● **What needs to be done**: Restate word for word the lines of the entries below, starting with the line that holds "launch name as a" and ending with the line that holds "fn deserialize<D: Deserializer<'de>>(deserializer: D)", and no others.

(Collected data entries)
◆ ◆ ◆ ◆ ◆ ◆ ◆
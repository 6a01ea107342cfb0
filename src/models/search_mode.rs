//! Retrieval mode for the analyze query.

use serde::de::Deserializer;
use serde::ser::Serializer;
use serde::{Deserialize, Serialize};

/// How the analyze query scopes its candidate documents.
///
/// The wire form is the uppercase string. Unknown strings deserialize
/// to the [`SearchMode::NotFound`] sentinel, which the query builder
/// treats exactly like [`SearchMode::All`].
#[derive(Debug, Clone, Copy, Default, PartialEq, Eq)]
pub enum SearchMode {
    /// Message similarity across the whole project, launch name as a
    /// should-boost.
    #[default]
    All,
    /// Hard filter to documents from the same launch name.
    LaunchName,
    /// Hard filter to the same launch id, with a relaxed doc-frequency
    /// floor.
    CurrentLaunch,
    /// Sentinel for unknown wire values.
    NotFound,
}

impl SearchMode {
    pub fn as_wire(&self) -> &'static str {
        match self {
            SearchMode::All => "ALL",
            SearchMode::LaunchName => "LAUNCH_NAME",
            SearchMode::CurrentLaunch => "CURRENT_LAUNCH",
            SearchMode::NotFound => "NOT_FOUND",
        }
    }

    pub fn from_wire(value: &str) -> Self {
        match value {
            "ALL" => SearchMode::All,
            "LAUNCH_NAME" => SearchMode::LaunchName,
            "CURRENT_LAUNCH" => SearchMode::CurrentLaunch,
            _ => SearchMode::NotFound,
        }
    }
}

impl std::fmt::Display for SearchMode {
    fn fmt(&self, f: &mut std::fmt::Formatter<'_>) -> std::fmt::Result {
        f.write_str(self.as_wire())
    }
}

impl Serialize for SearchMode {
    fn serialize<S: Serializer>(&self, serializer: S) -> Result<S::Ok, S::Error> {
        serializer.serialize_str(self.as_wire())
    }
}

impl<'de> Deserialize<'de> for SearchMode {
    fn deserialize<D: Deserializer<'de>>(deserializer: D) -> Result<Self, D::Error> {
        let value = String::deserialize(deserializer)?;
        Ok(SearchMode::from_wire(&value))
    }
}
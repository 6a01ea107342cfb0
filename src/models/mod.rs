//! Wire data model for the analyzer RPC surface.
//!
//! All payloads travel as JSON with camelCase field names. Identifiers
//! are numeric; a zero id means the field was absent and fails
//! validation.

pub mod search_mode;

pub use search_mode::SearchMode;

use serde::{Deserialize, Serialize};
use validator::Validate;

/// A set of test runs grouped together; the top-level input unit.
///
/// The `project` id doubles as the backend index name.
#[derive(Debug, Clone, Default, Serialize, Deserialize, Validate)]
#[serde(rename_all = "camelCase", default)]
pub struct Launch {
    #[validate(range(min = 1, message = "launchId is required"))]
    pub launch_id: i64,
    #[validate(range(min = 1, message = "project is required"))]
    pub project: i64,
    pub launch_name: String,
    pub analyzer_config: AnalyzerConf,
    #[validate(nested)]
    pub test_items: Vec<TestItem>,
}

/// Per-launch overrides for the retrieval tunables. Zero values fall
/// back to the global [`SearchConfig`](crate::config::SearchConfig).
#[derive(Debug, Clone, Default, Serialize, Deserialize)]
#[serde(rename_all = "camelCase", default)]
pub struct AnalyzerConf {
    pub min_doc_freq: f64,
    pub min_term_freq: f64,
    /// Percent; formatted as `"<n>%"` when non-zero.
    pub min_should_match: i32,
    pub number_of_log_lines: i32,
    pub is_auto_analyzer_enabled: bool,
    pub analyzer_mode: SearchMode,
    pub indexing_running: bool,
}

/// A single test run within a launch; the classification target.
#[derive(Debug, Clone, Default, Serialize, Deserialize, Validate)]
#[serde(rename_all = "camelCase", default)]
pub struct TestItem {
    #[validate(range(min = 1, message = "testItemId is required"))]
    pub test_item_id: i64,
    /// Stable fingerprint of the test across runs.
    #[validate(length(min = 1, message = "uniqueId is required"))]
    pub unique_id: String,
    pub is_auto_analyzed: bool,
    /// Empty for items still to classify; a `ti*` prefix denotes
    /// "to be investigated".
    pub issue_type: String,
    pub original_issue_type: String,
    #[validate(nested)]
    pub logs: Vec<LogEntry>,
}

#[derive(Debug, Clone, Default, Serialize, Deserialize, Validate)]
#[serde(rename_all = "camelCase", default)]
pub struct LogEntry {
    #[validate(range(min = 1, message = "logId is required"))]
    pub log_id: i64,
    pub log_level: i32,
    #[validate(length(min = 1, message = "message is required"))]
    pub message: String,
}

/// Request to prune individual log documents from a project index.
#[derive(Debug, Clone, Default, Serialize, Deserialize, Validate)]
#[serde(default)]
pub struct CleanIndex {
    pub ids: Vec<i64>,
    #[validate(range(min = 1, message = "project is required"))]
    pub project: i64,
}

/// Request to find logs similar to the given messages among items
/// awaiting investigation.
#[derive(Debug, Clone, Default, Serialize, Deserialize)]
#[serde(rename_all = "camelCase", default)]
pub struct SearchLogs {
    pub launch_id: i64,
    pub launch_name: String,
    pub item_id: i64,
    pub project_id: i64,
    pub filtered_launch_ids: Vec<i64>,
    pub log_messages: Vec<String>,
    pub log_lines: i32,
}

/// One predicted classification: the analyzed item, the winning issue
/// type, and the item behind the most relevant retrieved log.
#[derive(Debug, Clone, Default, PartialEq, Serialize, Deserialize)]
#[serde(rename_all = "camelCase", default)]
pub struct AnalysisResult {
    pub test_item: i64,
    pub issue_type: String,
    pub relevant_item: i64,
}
◆ ◆ ◆ ◆ ◆ ◆ ◆
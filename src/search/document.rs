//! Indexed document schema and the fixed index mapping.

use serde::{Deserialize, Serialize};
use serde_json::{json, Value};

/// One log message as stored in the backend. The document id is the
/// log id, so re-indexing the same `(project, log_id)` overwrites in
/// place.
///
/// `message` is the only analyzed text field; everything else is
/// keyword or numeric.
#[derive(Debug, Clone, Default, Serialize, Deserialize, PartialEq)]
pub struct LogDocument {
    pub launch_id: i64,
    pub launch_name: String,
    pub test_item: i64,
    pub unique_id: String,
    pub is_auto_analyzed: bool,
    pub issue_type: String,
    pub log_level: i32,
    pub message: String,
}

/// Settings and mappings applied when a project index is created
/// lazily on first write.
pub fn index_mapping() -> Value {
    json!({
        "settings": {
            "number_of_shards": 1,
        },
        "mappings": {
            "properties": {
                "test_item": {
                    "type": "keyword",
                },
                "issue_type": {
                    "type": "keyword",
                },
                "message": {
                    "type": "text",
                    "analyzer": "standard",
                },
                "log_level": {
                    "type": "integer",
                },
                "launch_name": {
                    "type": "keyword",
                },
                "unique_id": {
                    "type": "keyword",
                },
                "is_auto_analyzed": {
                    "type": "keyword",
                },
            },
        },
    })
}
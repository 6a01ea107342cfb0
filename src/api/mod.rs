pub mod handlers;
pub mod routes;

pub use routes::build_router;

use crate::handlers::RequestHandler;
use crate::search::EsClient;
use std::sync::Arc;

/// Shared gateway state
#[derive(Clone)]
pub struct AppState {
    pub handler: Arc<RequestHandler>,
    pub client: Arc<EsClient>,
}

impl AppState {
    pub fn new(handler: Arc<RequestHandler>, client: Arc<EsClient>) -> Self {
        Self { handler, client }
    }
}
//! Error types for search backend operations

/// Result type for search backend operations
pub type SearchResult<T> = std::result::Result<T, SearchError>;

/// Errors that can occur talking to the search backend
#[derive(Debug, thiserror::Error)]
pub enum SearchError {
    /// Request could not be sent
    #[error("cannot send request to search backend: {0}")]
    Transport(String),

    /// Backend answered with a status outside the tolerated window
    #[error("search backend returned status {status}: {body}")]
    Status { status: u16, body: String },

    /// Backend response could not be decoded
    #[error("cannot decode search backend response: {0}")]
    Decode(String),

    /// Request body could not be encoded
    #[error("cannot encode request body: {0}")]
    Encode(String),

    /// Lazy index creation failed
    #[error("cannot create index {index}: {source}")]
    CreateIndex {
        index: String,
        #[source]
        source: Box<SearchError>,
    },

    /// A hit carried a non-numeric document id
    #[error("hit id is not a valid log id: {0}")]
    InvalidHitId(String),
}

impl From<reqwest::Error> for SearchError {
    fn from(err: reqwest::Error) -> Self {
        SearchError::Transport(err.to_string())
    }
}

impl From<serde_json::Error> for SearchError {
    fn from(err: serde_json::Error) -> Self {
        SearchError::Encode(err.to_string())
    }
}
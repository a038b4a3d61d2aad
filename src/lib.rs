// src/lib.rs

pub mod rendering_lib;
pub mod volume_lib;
◆ ◆ ◆ ◆ ◆ ◆ ◆
● **Expected answer**:
    /// Message similarity across the whole project, launch name as a
    /// should-boost.
    #[default]
    All,
    /// Hard filter to documents from the same launch name.
    LaunchName,
    /// Hard filter to the same launch id, with a relaxed doc-frequency
    /// floor.
    CurrentLaunch,
    /// Sentinel for unknown wire values.
    NotFound,
}

impl SearchMode {
    pub fn as_wire(&self) -> &'static str {
        match self {
            SearchMode::All => "ALL",
            SearchMode::LaunchName => "LAUNCH_NAME",
            SearchMode::CurrentLaunch => "CURRENT_LAUNCH",
            SearchMode::NotFound => "NOT_FOUND",
        }
    }

    pub fn from_wire(value: &str) -> Self {
        match value {
            "ALL" => SearchMode::All,
            "LAUNCH_NAME" => SearchMode::LaunchName,
            "CURRENT_LAUNCH" => SearchMode::CurrentLaunch,
            _ => SearchMode::NotFound,
        }
    }
}

impl std::fmt::Display for SearchMode {
    fn fmt(&self, f: &mut std::fmt::Formatter<'_>) -> std::fmt::Result {
        f.write_str(self.as_wire())
    }
}

impl Serialize for SearchMode {
    fn serialize<S: Serializer>(&self, serializer: S) -> Result<S::Ok, S::Error> {
        serializer.serialize_str(self.as_wire())
    }
}

impl<'de> Deserialize<'de> for SearchMode {
    fn deserialize<D: Deserializer<'de>>(deserializer: D) -> Result<Self, D::Error> {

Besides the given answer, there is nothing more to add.